• Exercise requirements: Could you print every line from the first one of the records below through the line containing "use crate::Result;", with both included and nothing else?

• Stored items:
//! GitHub REST client for issue-tracker metrics.
//!
//! Only the issues endpoint is needed: the OpenCitations crowdsourcing
//! workflow runs entirely through issues on a public repository.

use std::time::Duration;

use chrono::{DateTime, Utc};
use reqwest::header::{ACCEPT, HeaderMap, HeaderValue, USER_AGENT};
use serde::{Deserialize, Serialize};

use crate::Result;

const GITHUB_JSON: &str = "application/vnd.github.v3+json";
const PAGE_SIZE: usize = 100;
/// Pause between pages when paginating through a large issue list.
const PAGE_PACING: Duration = Duration::from_millis(500);

// ─── Wire types ──────────────────────────────────────────────────────────────

#[derive(Debug, Clone, Serialize, Deserialize)]
pub struct IssueUser {
  pub login: String,
}

#[derive(Debug, Clone, Serialize, Deserialize)]
pub struct IssueLabel {
  pub name: String,
}

/// An issue as returned by `GET /repos/{owner}/{repo}/issues`.
///
/// Pull requests appear on this endpoint too; they carry a `pull_request`
/// key and are filtered out by the contribution summary.
#[derive(Debug, Clone, Serialize, Deserialize)]
pub struct Issue {
  pub number: u64,
  #[serde(default)]
  pub title: String,
  pub state: String,
  #[serde(default)]
  pub labels: Vec<IssueLabel>,
  pub user: Option<IssueUser>,
  pub created_at: Option<DateTime<Utc>>,
  pub closed_at: Option<DateTime<Utc>>,
  #[serde(default)]
  pub html_url: String,
  #[serde(default, skip_serializing_if = "Option::is_none")]
  pub pull_request: Option<serde_json::Value>,
}

impl Issue {
  pub fn is_pull_request(&self) -> bool { self.pull_request.is_some() }

  pub fn creator(&self) -> Option<&str> {
    self.user.as_ref().map(|u| u.login.as_str())
  }

  pub fn label_names(&self) -> impl Iterator<Item = &str> {
    self.labels.iter().map(|l| l.name.as_str())
  }
}

// ─── Client ──────────────────────────────────────────────────────────────────

/// Async client for the GitHub REST API.
///
/// Cheap to clone — the inner [`reqwest::Client`] is `Arc`-based.
#[derive(Clone)]
pub struct GithubClient {
  client: reqwest::Client,
  api_base: String,
  token: Option<String>,
}

impl GithubClient {
  pub fn new(
    api_base: impl Into<String>,
    user_agent: &str,
    token: Option<String>,
  ) -> Result<Self> {
    let mut headers = HeaderMap::new();
    headers.insert(ACCEPT, HeaderValue::from_static(GITHUB_JSON));
    if let Ok(ua) = HeaderValue::from_str(user_agent) {
      headers.insert(USER_AGENT, ua);
    }

    let client = reqwest::Client::builder()
      .default_headers(headers)
      .timeout(Duration::from_secs(30))
      .build()?;
    Ok(Self { client, api_base: api_base.into(), token })
  }

  /// `GET /repos/{repo}/issues` — one page.
  pub async fn issues_page(&self, repo: &str, state: &str, page: usize) -> Result<Vec<Issue>> {
    let url = format!("{}/repos/{repo}/issues", self.api_base.trim_end_matches('/'));
    let per_page = PAGE_SIZE.to_string();
    let page = page.to_string();

    let mut request = self.client.get(&url).query(&[
      ("state", state),
      ("per_page", per_page.as_str()),
      ("page", page.as_str()),
    ]);
    if let Some(token) = &self.token {
      request = request.header("Authorization", format!("token {token}"));
    }

    let response = request.send().await?.error_for_status()?;
    Ok(response.json().await?)
  }

  /// Every issue in the repository, paginating until a short page.
  pub async fn all_issues(&self, repo: &str) -> Result<Vec<Issue>> {
    let mut all = Vec::new();
    let mut page = 1;

    loop {
      let batch = self.issues_page(repo, "all", page).await?;
      let short = batch.len() < PAGE_SIZE;
      all.extend(batch);
      if short {
        break;
      }
      page += 1;
      tokio::time::sleep(PAGE_PACING).await;
    }

    tracing::debug!(repo, issues = all.len(), pages = page, "fetched issue tracker");
    Ok(all)
  }
}
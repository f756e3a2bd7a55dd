//! The `TimelineStorage` trait.
//!
//! Implemented by storage backends (e.g. `almanac-store-json`). Higher
//! layers depend on this abstraction, not on any concrete backend. The
//! whole lifecycle is a synchronous load → record → save cycle with a
//! single writer; backends do not provide cross-process locking.

use crate::timeline::TimelineDocument;

pub trait TimelineStorage {
  type Error: std::error::Error + Send + Sync + 'static;

  /// Load the persisted document.
  ///
  /// A missing source is not an error: the backend returns a fresh empty
  /// document. Only a structurally corrupt byte stream is fatal. How an
  /// incompatible-but-parseable document is handled is backend policy.
  fn load(&self) -> Result<TimelineDocument, Self::Error>;

  /// Stamp `metadata.last_updated` with the current time, then persist the
  /// full document, atomically replacing any previous content.
  fn save(&self, doc: &mut TimelineDocument) -> Result<(), Self::Error>;
}
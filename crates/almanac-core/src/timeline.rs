//! The timeline document — a hierarchical, append-only tree of metric series.
//!
//! Observations are never mutated or removed once written; the only field
//! that changes after the fact is the document's `last_updated` stamp, set at
//! save time. A recording call appends to a leaf's series only when the
//! observed value differs from the last stored sample, so re-running a
//! collection against unchanged sources leaves the document unchanged.

use std::collections::BTreeMap;

use chrono::{SecondsFormat, Utc};
use serde::{Deserialize, Serialize};

use crate::{Error, MetricPath, MetricValue, Result};

/// Format discriminator for persisted documents. A stored document whose
/// `metadata.version` differs (or that lacks the `metadata`/`metrics` pair)
/// is not interpreted further.
pub const FORMAT_VERSION: &str = "2.0";

const DOCUMENT_DESCRIPTION: &str = "Partner journal evaluation metrics timeline";
const WIKIDATA_GROUP_DESCRIPTION: &str = "Wikidata scholarly graph metrics";
const JOURNALS_GROUP_DESCRIPTION: &str = "Partner journal statistics from Wikidata";
const OPENCITATIONS_GROUP_DESCRIPTION: &str = "OpenCitations crowdsourcing metrics";

/// The current instant as an ISO-8601 UTC string with microsecond precision
/// and a `Z` suffix — the only timestamp format the document ever stores.
pub fn timestamp_now() -> String {
  Utc::now().to_rfc3339_opts(SecondsFormat::Micros, true)
}

// ─── Leaf ────────────────────────────────────────────────────────────────────

/// One timestamped sample of a metric's value.
#[derive(Debug, Clone, PartialEq, Serialize, Deserialize)]
pub struct Observation {
  pub t: String,
  pub v: MetricValue,
}

/// A leaf node: one scalar metric's full history, oldest first.
#[derive(Debug, Clone, PartialEq, Serialize, Deserialize)]
pub struct MetricSeries {
  /// Human-readable label; flattened views fall back to the leaf's key.
  #[serde(skip_serializing_if = "Option::is_none")]
  pub name: Option<String>,
  #[serde(skip_serializing_if = "Option::is_none")]
  pub description: Option<String>,
  #[serde(skip_serializing_if = "Option::is_none")]
  pub notes: Option<String>,
  #[serde(skip_serializing_if = "Option::is_none")]
  pub unit: Option<String>,
  pub series: Vec<Observation>,
}

impl MetricSeries {
  fn with_opts(opts: ObservationOpts) -> Self {
    Self {
      name: opts.name,
      description: opts.description,
      notes: opts.notes,
      unit: Some("count".to_owned()),
      series: Vec::new(),
    }
  }

  /// Bare leaf as created under a journal entry: no unit, no label.
  fn bare() -> Self {
    Self { name: None, description: None, notes: None, unit: None, series: Vec::new() }
  }

  /// Append `{t: now, v: value}` unless `value` equals the last sample.
  /// Returns whether an observation was written.
  fn append_if_changed(&mut self, value: MetricValue) -> bool {
    if let Some(last) = self.series.last()
      && last.v == value
    {
      return false;
    }
    self.series.push(Observation { t: timestamp_now(), v: value });
    true
  }
}

// ─── Tree ────────────────────────────────────────────────────────────────────

/// An interior node. Descriptive attributes live beside the child map; a
/// journal entry is an interior node whose `name`/`partner` are set on first
/// touch and never overwritten.
#[derive(Debug, Clone, Default, PartialEq, Serialize, Deserialize)]
pub struct MetricGroup {
  #[serde(skip_serializing_if = "Option::is_none")]
  pub description: Option<String>,
  #[serde(skip_serializing_if = "Option::is_none")]
  pub name: Option<String>,
  #[serde(skip_serializing_if = "Option::is_none")]
  pub partner: Option<String>,
  #[serde(flatten)]
  pub children: BTreeMap<String, MetricNode>,
}

impl MetricGroup {
  fn with_description(description: &str) -> Self {
    Self { description: Some(description.to_owned()), ..Self::default() }
  }
}

/// A node is a leaf exactly when it carries a `series` key.
#[derive(Debug, Clone, PartialEq, Serialize, Deserialize)]
#[serde(untagged)]
pub enum MetricNode {
  Series(MetricSeries),
  Group(MetricGroup),
}

// ─── Document ────────────────────────────────────────────────────────────────

#[derive(Debug, Clone, PartialEq, Serialize, Deserialize)]
pub struct Metadata {
  pub created: String,
  /// Stamped on every save; `null` until the document is first persisted.
  pub last_updated: Option<String>,
  pub version: String,
  pub description: String,
}

/// Descriptive attributes applied only when a recording call creates a new
/// leaf; ignored on every subsequent call for the same path.
#[derive(Debug, Clone, Default)]
pub struct ObservationOpts {
  pub name: Option<String>,
  pub description: Option<String>,
  pub notes: Option<String>,
}

/// The flattened latest-value view of one metric.
#[derive(Debug, Clone, PartialEq, Serialize)]
pub struct LatestMetric {
  pub value: MetricValue,
  pub timestamp: String,
  pub name: String,
}

/// The root persisted object: metadata plus the metric tree.
#[derive(Debug, Clone, PartialEq, Serialize, Deserialize)]
pub struct TimelineDocument {
  pub metadata: Metadata,
  pub metrics: BTreeMap<String, MetricNode>,
}

impl TimelineDocument {
  /// A fresh document with the two top-level source groups pre-seeded.
  pub fn empty() -> Self {
    let mut wikidata = MetricGroup::with_description(WIKIDATA_GROUP_DESCRIPTION);
    wikidata.children.insert(
      "journals".to_owned(),
      MetricNode::Group(MetricGroup::with_description(JOURNALS_GROUP_DESCRIPTION)),
    );

    let mut metrics = BTreeMap::new();
    metrics.insert("wikidata".to_owned(), MetricNode::Group(wikidata));
    metrics.insert(
      "opencitations".to_owned(),
      MetricNode::Group(MetricGroup::with_description(OPENCITATIONS_GROUP_DESCRIPTION)),
    );

    Self {
      metadata: Metadata {
        created: timestamp_now(),
        last_updated: None,
        version: FORMAT_VERSION.to_owned(),
        description: DOCUMENT_DESCRIPTION.to_owned(),
      },
      metrics,
    }
  }

  // ── Recording ─────────────────────────────────────────────────────────

  /// Record one observation at `path`, creating any missing interior groups
  /// and (on first touch) the series leaf itself.
  ///
  /// Returns `Ok(true)` if an observation was appended, `Ok(false)` if the
  /// value matched the last stored sample and the document is unchanged.
  /// `source` is a provenance tag for the log; it is not persisted.
  pub fn record_observation(
    &mut self,
    path: &MetricPath,
    value: MetricValue,
    source: &str,
    opts: ObservationOpts,
  ) -> Result<bool> {
    let children = descend_mut(&mut self.metrics, path)?;

    let leaf = children
      .entry(path.leaf().to_owned())
      .or_insert_with(|| MetricNode::Series(MetricSeries::with_opts(opts)));
    let series = match leaf {
      MetricNode::Series(s) => s,
      MetricNode::Group(_) => return Err(Error::PathConflict(path.to_string())),
    };

    let appended = series.append_if_changed(value);
    tracing::debug!(%path, source, appended, "recorded observation");
    Ok(appended)
  }

  /// Record an observation for a partner journal under
  /// `wikidata.journals.<qid>.<metric>`.
  ///
  /// On the first touch of `qid` the entry is created and `journal_name` /
  /// `partner` are stored; once present they are never overwritten.
  pub fn record_journal_observation(
    &mut self,
    qid: &str,
    metric: &str,
    value: MetricValue,
    journal_name: Option<&str>,
    partner: Option<&str>,
  ) -> Result<bool> {
    let path = MetricPath::from_segments(["wikidata", "journals", qid, metric])?;

    let wikidata = group_entry(&mut self.metrics, "wikidata", WIKIDATA_GROUP_DESCRIPTION)
      .ok_or_else(|| Error::PathConflict(path.to_string()))?;
    let journals = group_entry(&mut wikidata.children, "journals", JOURNALS_GROUP_DESCRIPTION)
      .ok_or_else(|| Error::PathConflict(path.to_string()))?;

    let journal = match journals
      .children
      .entry(qid.to_owned())
      .or_insert_with(|| MetricNode::Group(MetricGroup::default()))
    {
      MetricNode::Group(g) => g,
      MetricNode::Series(_) => return Err(Error::PathConflict(path.to_string())),
    };

    // First writer wins; later calls never rename a journal.
    if journal.name.is_none()
      && let Some(n) = journal_name
    {
      journal.name = Some(n.to_owned());
    }
    if journal.partner.is_none()
      && let Some(p) = partner
    {
      journal.partner = Some(p.to_owned());
    }

    let series = match journal
      .children
      .entry(metric.to_owned())
      .or_insert_with(|| MetricNode::Series(MetricSeries::bare()))
    {
      MetricNode::Series(s) => s,
      MetricNode::Group(_) => return Err(Error::PathConflict(path.to_string())),
    };

    let appended = series.append_if_changed(value);
    tracing::debug!(%path, appended, "recorded journal observation");
    Ok(appended)
  }

  // ── Reads ─────────────────────────────────────────────────────────────

  /// The full chronological history at `path`; empty if the path does not
  /// resolve to a series leaf.
  pub fn series(&self, path: &MetricPath) -> &[Observation] {
    let mut children = &self.metrics;
    for segment in path.parents() {
      match children.get(segment) {
        Some(MetricNode::Group(g)) => children = &g.children,
        _ => return &[],
      }
    }
    match children.get(path.leaf()) {
      Some(MetricNode::Series(s)) => &s.series,
      _ => &[],
    }
  }

  /// The most recent value at `path`, if any observation exists.
  pub fn latest_value(&self, path: &MetricPath) -> Option<&MetricValue> {
    self.series(path).last().map(|obs| &obs.v)
  }

  /// The latest value of every metric, keyed by full dotted path.
  ///
  /// Exactly the leaves with a non-empty series appear; leaves that were
  /// created but never observed, and bare interior groups, emit nothing.
  pub fn latest_metrics(&self) -> BTreeMap<String, LatestMetric> {
    let mut out = BTreeMap::new();
    collect_latest(&self.metrics, "", &mut out);
    out
  }
}

/// Walk `path.parents()` from the root, creating empty groups for missing
/// segments, and return the child map the leaf key lives in.
fn descend_mut<'a>(
  root: &'a mut BTreeMap<String, MetricNode>,
  path: &MetricPath,
) -> Result<&'a mut BTreeMap<String, MetricNode>> {
  let mut children = root;
  for segment in path.parents() {
    let node = children
      .entry(segment.clone())
      .or_insert_with(|| MetricNode::Group(MetricGroup::default()));
    match node {
      MetricNode::Group(g) => children = &mut g.children,
      MetricNode::Series(_) => return Err(Error::PathConflict(path.to_string())),
    }
  }
  Ok(children)
}

/// Fetch `key` as a group, creating it with `description` if absent.
/// `None` if the key already holds a series leaf.
fn group_entry<'a>(
  children: &'a mut BTreeMap<String, MetricNode>,
  key: &str,
  description: &str,
) -> Option<&'a mut MetricGroup> {
  match children
    .entry(key.to_owned())
    .or_insert_with(|| MetricNode::Group(MetricGroup::with_description(description)))
  {
    MetricNode::Group(g) => Some(g),
    MetricNode::Series(_) => None,
  }
}

fn collect_latest(
  children: &BTreeMap<String, MetricNode>,
  prefix: &str,
  out: &mut BTreeMap<String, LatestMetric>,
) {
  for (key, node) in children {
    let path = if prefix.is_empty() { key.clone() } else { format!("{prefix}.{key}") };
    match node {
      MetricNode::Series(s) => {
        if let Some(last) = s.series.last() {
          out.insert(path, LatestMetric {
            value: last.v.clone(),
            timestamp: last.t.clone(),
            name: s.name.clone().unwrap_or_else(|| key.clone()),
          });
        }
      }
      MetricNode::Group(g) => collect_latest(&g.children, &path, out),
    }
  }
}
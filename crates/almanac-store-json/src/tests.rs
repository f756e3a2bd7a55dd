//! Tests for the JSON-file backend against a temp directory.

use std::fs;
use std::path::PathBuf;

use almanac_core::{
  MetricPath, MetricValue, ObservationOpts, TimelineDocument, TimelineStorage,
};
use tempfile::TempDir;

use crate::{Error, IncompatiblePolicy, JsonFileStore};

fn store_in(dir: &TempDir) -> JsonFileStore {
  JsonFileStore::new(dir.path().join("timeline.json"))
}

fn populated() -> TimelineDocument {
  let mut doc = TimelineDocument::empty();
  doc
    .record_observation(
      &MetricPath::parse("wikidata.p1343_count").unwrap(),
      14i64.into(),
      "wikidata",
      ObservationOpts { name: Some("Articles with P1343".into()), ..Default::default() },
    )
    .unwrap();
  doc
    .record_journal_observation(
      "Q50814880",
      "articles",
      25i64.into(),
      Some("Journal of Spatial Information Science"),
      Some("JOSIS / TU Dresden"),
    )
    .unwrap();
  doc
}

// ─── Load ────────────────────────────────────────────────────────────────────

#[test]
fn missing_file_loads_as_fresh_empty_document() {
  let dir = TempDir::new().unwrap();
  let store = store_in(&dir);

  let doc = store.load().unwrap();
  assert_eq!(doc.metrics, TimelineDocument::empty().metrics);
  assert!(doc.metadata.last_updated.is_none());
}

#[test]
fn incompatible_shape_loads_as_fresh_empty_document() {
  let dir = TempDir::new().unwrap();
  let store = store_in(&dir);
  fs::write(store.path(), r#"{"foo": "bar"}"#).unwrap();

  let doc = store.load().unwrap();
  // Indistinguishable from a first run against a nonexistent file.
  assert_eq!(doc.metrics, TimelineDocument::empty().metrics);
}

#[test]
fn wrong_version_marker_counts_as_incompatible() {
  let dir = TempDir::new().unwrap();
  let store = store_in(&dir);
  fs::write(
    store.path(),
    r#"{"metadata": {"created": "x", "last_updated": null, "version": "1.0",
        "description": "old flat log"}, "metrics": {}}"#,
  )
  .unwrap();

  let doc = store.load().unwrap();
  assert_eq!(doc.metrics, TimelineDocument::empty().metrics);
}

#[test]
fn strict_policy_surfaces_incompatible_format() {
  let dir = TempDir::new().unwrap();
  let path = dir.path().join("timeline.json");
  fs::write(&path, r#"{"metadata": {"version": "1.0"}, "metrics": {}}"#).unwrap();

  let store = JsonFileStore::with_policy(&path, IncompatiblePolicy::Fail);
  let err = store.load().unwrap_err();
  match err {
    Error::IncompatibleFormat { expected, found } => {
      assert_eq!(expected, "2.0");
      assert_eq!(found.as_deref(), Some("1.0"));
    }
    other => panic!("expected IncompatibleFormat, got {other}"),
  }
}

#[test]
fn unparseable_bytes_are_a_fatal_error() {
  let dir = TempDir::new().unwrap();
  let store = store_in(&dir);
  fs::write(store.path(), "{ this is not json").unwrap();

  assert!(matches!(store.load().unwrap_err(), Error::Corrupt(_)));
}

// ─── Save ────────────────────────────────────────────────────────────────────

#[test]
fn save_then_load_round_trips_exactly() {
  let dir = TempDir::new().unwrap();
  let store = store_in(&dir);

  let mut doc = populated();
  store.save(&mut doc).unwrap();

  // `save` stamps last_updated on the in-memory document, so the loaded
  // copy must be identical to it, series order included.
  let loaded = store.load().unwrap();
  assert_eq!(loaded, doc);
  assert_eq!(
    loaded.latest_value(&MetricPath::parse("wikidata.p1343_count").unwrap()),
    Some(&MetricValue::Integer(14))
  );
}

#[test]
fn save_stamps_last_updated() {
  let dir = TempDir::new().unwrap();
  let store = store_in(&dir);

  let mut doc = TimelineDocument::empty();
  assert!(doc.metadata.last_updated.is_none());
  store.save(&mut doc).unwrap();

  let stamp = doc.metadata.last_updated.expect("stamped on save");
  assert!(stamp.ends_with('Z'));
}

#[test]
fn save_replaces_the_file_without_leaving_a_temp_behind() {
  let dir = TempDir::new().unwrap();
  let store = store_in(&dir);

  let mut doc = populated();
  store.save(&mut doc).unwrap();
  store.save(&mut doc).unwrap();

  let names: Vec<String> = fs::read_dir(dir.path())
    .unwrap()
    .map(|e| e.unwrap().file_name().to_string_lossy().into_owned())
    .collect();
  assert_eq!(names, ["timeline.json"]);
}

#[test]
fn save_creates_missing_parent_directories() {
  let dir = TempDir::new().unwrap();
  let path: PathBuf = dir.path().join("nested/deeper/timeline.json");
  let store = JsonFileStore::new(&path);

  let mut doc = TimelineDocument::empty();
  store.save(&mut doc).unwrap();
  assert!(path.is_file());
}

#[test]
fn incompatible_document_is_discarded_on_next_save() {
  let dir = TempDir::new().unwrap();
  let store = store_in(&dir);
  fs::write(store.path(), r#"{"version": "0.1", "observations": []}"#).unwrap();

  let mut doc = store.load().unwrap();
  doc
    .record_observation(
      &MetricPath::parse("opencitations.deposit_issues_total").unwrap(),
      7i64.into(),
      "opencitations",
      ObservationOpts::default(),
    )
    .unwrap();
  store.save(&mut doc).unwrap();

  let raw: serde_json::Value =
    serde_json::from_str(&fs::read_to_string(store.path()).unwrap()).unwrap();
  assert_eq!(raw["metadata"]["version"], "2.0");
  assert!(raw.get("observations").is_none());
}

#[test]
fn persisted_file_is_pretty_printed() {
  let dir = TempDir::new().unwrap();
  let store = store_in(&dir);

  let mut doc = populated();
  store.save(&mut doc).unwrap();

  let raw = fs::read_to_string(store.path()).unwrap();
  assert!(raw.contains("\n  \"metadata\""));
}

• Response to this exercise:
//! GitHub REST client for issue-tracker metrics.
//!
//! Only the issues endpoint is needed: the OpenCitations crowdsourcing
//! workflow runs entirely through issues on a public repository.

use std::time::Duration;

use chrono::{DateTime, Utc};
use reqwest::header::{ACCEPT, HeaderMap, HeaderValue, USER_AGENT};
use serde::{Deserialize, Serialize};

use crate::Result;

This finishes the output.